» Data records
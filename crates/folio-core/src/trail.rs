//! Cursor-trail chain simulation.
//!
//! A main dot chases the pointer with an adaptive lerp (snapping across
//! very fast moves), and three layers of follower nodes each ease toward
//! their predecessor. The simulation always advances every node; while a
//! scroll is in flight the *projection* is thinned to the first few nodes
//! per layer, which is the renderer's concern, surfaced here as a hint.

use crate::constants::*;
use glam::Vec2;

#[derive(Clone, Copy, Debug)]
struct TrailNode {
    pos: Vec2,
    opacity: f32,
}

#[derive(Clone, Debug)]
pub struct TrailLayer {
    nodes: Vec<TrailNode>,
    spacing: f32,
    base_scale: f32,
    falloff: f32,
}

/// Projection data for one trail node.
#[derive(Clone, Copy, Debug)]
pub struct TrailNodeView {
    pub x: f32,
    pub y: f32,
    pub scale: f32,
    pub opacity: f32,
}

pub struct CursorTrail {
    target: Vec2,
    dot: Vec2,
    layers: [TrailLayer; 3],
    glow: f32,
    glow_target: f32,
    inside: bool,
    last_move_ms: f64,
    scrolling: bool,
}

impl CursorTrail {
    pub fn new(start: Vec2) -> Self {
        let layer = |count: usize, spacing: f32, base_scale: f32, falloff: f32| TrailLayer {
            nodes: vec![TrailNode { pos: start, opacity: 0.0 }; count],
            spacing,
            base_scale,
            falloff,
        };
        Self {
            target: start,
            dot: start,
            layers: [
                layer(TRAIL_BIG_COUNT, TRAIL_BIG_SPACING, 1.2, 2.2),
                layer(TRAIL_SMALL_COUNT, TRAIL_SMALL_SPACING, 1.0, 2.6),
                layer(TRAIL_TINY_COUNT, TRAIL_TINY_SPACING, 0.6, 3.0),
            ],
            glow: 0.0,
            glow_target: 0.0,
            inside: true,
            last_move_ms: 0.0,
            scrolling: false,
        }
    }

    pub fn pointer_moved(&mut self, pos: Vec2, now_ms: f64) {
        self.target = pos;
        self.last_move_ms = now_ms;
        self.inside = true;
    }

    pub fn pointer_left(&mut self) {
        self.inside = false;
        self.glow_target = 0.0;
    }

    pub fn set_glow_target(&mut self, glow: f32) {
        self.glow_target = glow.clamp(0.0, 1.0);
    }

    pub fn set_scrolling(&mut self, scrolling: bool) {
        self.scrolling = scrolling;
    }

    pub fn tick(&mut self, now_ms: f64) {
        let delta = self.target - self.dot;
        let dist = delta.length();
        if dist > TRAIL_SNAP_DIST {
            // Very fast moves snap instead of visibly lagging behind.
            self.dot = self.target;
        } else {
            let lerp = TRAIL_LERP_BASE + (dist / TRAIL_LERP_DIST_DIV).min(TRAIL_LERP_EXTRA_MAX);
            self.dot += delta * lerp;
        }

        self.glow += (self.glow_target - self.glow) * TRAIL_GLOW_EASE;

        let head_opacity = (dist / 60.0).clamp(0.05, 1.0);
        let dot = self.dot;
        for layer in &mut self.layers {
            let spacing = layer.spacing;
            if let Some(head) = layer.nodes.first_mut() {
                head.pos += (dot - head.pos) * spacing;
                head.opacity = head_opacity;
            }
            for i in 1..layer.nodes.len() {
                let prev = layer.nodes[i - 1];
                let node = &mut layer.nodes[i];
                node.pos += (prev.pos - node.pos) * spacing;
                node.opacity = (prev.opacity - TRAIL_OPACITY_STEP).max(0.0);
            }
        }

        if !self.inside {
            let fade = self.exit_fade(now_ms);
            for layer in &mut self.layers {
                for node in &mut layer.nodes {
                    node.opacity *= fade;
                }
            }
        }
    }

    fn exit_fade(&self, now_ms: f64) -> f32 {
        (1.0 - (now_ms - self.last_move_ms) / TRAIL_FADE_MS).clamp(0.0, 1.0) as f32
    }

    pub fn dot(&self) -> Vec2 {
        self.dot
    }

    pub fn glow(&self) -> f32 {
        self.glow
    }

    pub fn inside(&self) -> bool {
        self.inside
    }

    pub fn dot_opacity(&self, now_ms: f64) -> f32 {
        if self.inside {
            1.0
        } else {
            self.exit_fade(now_ms)
        }
    }

    pub fn layer_count(&self) -> usize {
        self.layers.len()
    }

    pub fn layer_len(&self, layer: usize) -> usize {
        self.layers[layer].nodes.len()
    }

    /// How many nodes per layer the projection should touch this frame.
    pub fn render_limit(&self, layer: usize) -> usize {
        let len = self.layers[layer].nodes.len();
        if self.scrolling {
            len.min(TRAIL_SCROLL_NODE_LIMIT)
        } else {
            len
        }
    }

    pub fn node_view(&self, layer: usize, index: usize) -> TrailNodeView {
        let l = &self.layers[layer];
        let node = &l.nodes[index];
        let t = index as f32 / (l.nodes.len().saturating_sub(1).max(1)) as f32;
        TrailNodeView {
            x: node.pos.x,
            y: node.pos.y,
            scale: l.base_scale * (1.0 - t * 0.9),
            opacity: (1.0 - t).powf(l.falloff) * node.opacity * 0.95,
        }
    }
}

#[cfg(test)]
mod tests {
    use super::*;

    #[test]
    fn dot_converges_on_a_stationary_target() {
        let mut trail = CursorTrail::new(Vec2::ZERO);
        trail.pointer_moved(Vec2::new(100.0, 40.0), 0.0);
        for i in 0..120 {
            trail.tick(i as f64 * 16.0);
        }
        assert!((trail.dot() - Vec2::new(100.0, 40.0)).length() < 1.0);
    }

    #[test]
    fn fast_moves_snap_instead_of_lagging() {
        let mut trail = CursorTrail::new(Vec2::ZERO);
        trail.pointer_moved(Vec2::new(1000.0, 0.0), 0.0);
        trail.tick(16.0);
        assert_eq!(trail.dot(), Vec2::new(1000.0, 0.0));
    }

    #[test]
    fn scrolling_thins_projection_not_simulation() {
        let mut trail = CursorTrail::new(Vec2::ZERO);
        trail.set_scrolling(true);
        assert_eq!(trail.render_limit(2), TRAIL_SCROLL_NODE_LIMIT);
        trail.set_scrolling(false);
        assert_eq!(trail.render_limit(2), trail.layer_len(2));
    }

    #[test]
    fn trail_fades_out_after_pointer_leaves() {
        let mut trail = CursorTrail::new(Vec2::ZERO);
        trail.pointer_moved(Vec2::new(50.0, 50.0), 0.0);
        trail.tick(16.0);
        trail.pointer_left();
        trail.tick(TRAIL_FADE_MS + 100.0);
        assert_eq!(trail.dot_opacity(TRAIL_FADE_MS + 100.0), 0.0);
        for layer in 0..trail.layer_count() {
            for i in 0..trail.layer_len(layer) {
                assert_eq!(trail.node_view(layer, i).opacity, 0.0);
            }
        }
    }
}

» Exercise aim
Find the word "TrailNodeView" in the records, and report each line that has it.

» Task answer
pub struct TrailNodeView {
    pub fn node_view(&self, layer: usize, index: usize) -> TrailNodeView {
        TrailNodeView {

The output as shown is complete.